Exercise directions
How many of the lines in the data contain "enum"? Give only the number.

Data section
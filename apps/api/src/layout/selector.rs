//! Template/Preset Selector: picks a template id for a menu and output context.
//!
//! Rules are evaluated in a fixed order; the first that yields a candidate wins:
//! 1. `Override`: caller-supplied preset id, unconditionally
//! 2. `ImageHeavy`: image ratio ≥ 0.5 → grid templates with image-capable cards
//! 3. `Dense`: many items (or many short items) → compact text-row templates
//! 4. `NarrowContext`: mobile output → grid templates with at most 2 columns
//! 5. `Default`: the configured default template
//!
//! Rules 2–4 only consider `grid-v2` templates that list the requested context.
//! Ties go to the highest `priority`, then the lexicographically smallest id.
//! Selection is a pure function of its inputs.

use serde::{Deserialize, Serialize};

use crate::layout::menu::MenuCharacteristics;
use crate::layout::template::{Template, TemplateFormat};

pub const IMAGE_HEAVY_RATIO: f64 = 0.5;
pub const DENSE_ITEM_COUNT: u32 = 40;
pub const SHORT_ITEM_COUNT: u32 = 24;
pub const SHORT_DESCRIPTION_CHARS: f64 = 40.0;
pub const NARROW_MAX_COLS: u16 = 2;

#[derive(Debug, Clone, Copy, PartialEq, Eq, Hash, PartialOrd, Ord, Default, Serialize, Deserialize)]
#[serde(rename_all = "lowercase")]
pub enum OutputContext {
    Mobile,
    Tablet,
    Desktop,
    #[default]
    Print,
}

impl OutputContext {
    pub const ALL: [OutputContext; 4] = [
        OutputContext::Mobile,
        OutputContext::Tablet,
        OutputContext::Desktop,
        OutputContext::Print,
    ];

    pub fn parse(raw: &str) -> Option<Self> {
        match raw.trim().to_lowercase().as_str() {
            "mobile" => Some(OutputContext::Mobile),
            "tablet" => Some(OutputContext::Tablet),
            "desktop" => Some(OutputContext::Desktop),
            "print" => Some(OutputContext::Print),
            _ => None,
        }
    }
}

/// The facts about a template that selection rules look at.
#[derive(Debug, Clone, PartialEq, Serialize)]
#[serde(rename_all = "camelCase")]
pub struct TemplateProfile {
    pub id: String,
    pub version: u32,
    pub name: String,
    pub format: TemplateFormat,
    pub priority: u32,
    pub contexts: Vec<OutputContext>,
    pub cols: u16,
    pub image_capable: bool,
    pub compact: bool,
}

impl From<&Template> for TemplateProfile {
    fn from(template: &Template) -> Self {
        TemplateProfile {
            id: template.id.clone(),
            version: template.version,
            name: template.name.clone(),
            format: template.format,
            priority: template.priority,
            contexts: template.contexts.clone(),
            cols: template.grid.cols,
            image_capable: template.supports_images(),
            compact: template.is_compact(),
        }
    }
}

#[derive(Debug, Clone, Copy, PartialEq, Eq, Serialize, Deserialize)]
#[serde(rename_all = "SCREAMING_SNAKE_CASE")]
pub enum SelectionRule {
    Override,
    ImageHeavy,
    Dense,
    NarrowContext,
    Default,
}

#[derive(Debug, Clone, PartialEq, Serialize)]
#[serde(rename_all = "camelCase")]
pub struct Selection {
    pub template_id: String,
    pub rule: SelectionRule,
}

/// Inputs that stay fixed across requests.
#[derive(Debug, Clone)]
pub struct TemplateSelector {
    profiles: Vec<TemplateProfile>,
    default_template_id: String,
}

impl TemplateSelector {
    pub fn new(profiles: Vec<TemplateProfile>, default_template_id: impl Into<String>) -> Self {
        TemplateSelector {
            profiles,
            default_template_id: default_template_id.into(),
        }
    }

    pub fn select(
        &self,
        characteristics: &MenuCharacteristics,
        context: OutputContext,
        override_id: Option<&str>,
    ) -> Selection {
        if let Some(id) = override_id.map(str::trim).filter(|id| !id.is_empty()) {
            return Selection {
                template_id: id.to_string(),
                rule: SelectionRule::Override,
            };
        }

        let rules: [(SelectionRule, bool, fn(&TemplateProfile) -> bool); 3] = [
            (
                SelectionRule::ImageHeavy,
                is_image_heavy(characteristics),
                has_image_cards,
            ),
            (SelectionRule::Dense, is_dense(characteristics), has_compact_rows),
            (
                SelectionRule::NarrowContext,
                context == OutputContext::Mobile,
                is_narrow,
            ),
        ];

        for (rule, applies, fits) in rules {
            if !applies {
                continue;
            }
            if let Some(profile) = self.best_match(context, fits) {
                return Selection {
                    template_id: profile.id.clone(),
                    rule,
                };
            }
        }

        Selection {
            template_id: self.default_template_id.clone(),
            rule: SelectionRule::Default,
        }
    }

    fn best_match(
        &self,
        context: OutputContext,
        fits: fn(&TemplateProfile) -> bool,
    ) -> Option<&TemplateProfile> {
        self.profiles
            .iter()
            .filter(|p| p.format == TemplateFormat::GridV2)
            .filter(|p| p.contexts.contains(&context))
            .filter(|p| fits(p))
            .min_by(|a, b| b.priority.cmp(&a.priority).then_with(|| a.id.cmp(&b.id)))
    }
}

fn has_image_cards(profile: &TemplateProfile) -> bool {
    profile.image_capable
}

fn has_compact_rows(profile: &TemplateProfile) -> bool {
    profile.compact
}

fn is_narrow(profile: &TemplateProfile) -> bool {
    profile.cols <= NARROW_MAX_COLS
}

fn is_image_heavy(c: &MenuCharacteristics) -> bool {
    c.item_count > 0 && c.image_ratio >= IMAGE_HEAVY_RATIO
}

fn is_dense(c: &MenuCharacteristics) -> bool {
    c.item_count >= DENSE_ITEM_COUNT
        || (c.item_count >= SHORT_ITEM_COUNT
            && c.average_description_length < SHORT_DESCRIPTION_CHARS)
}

Expected answer
2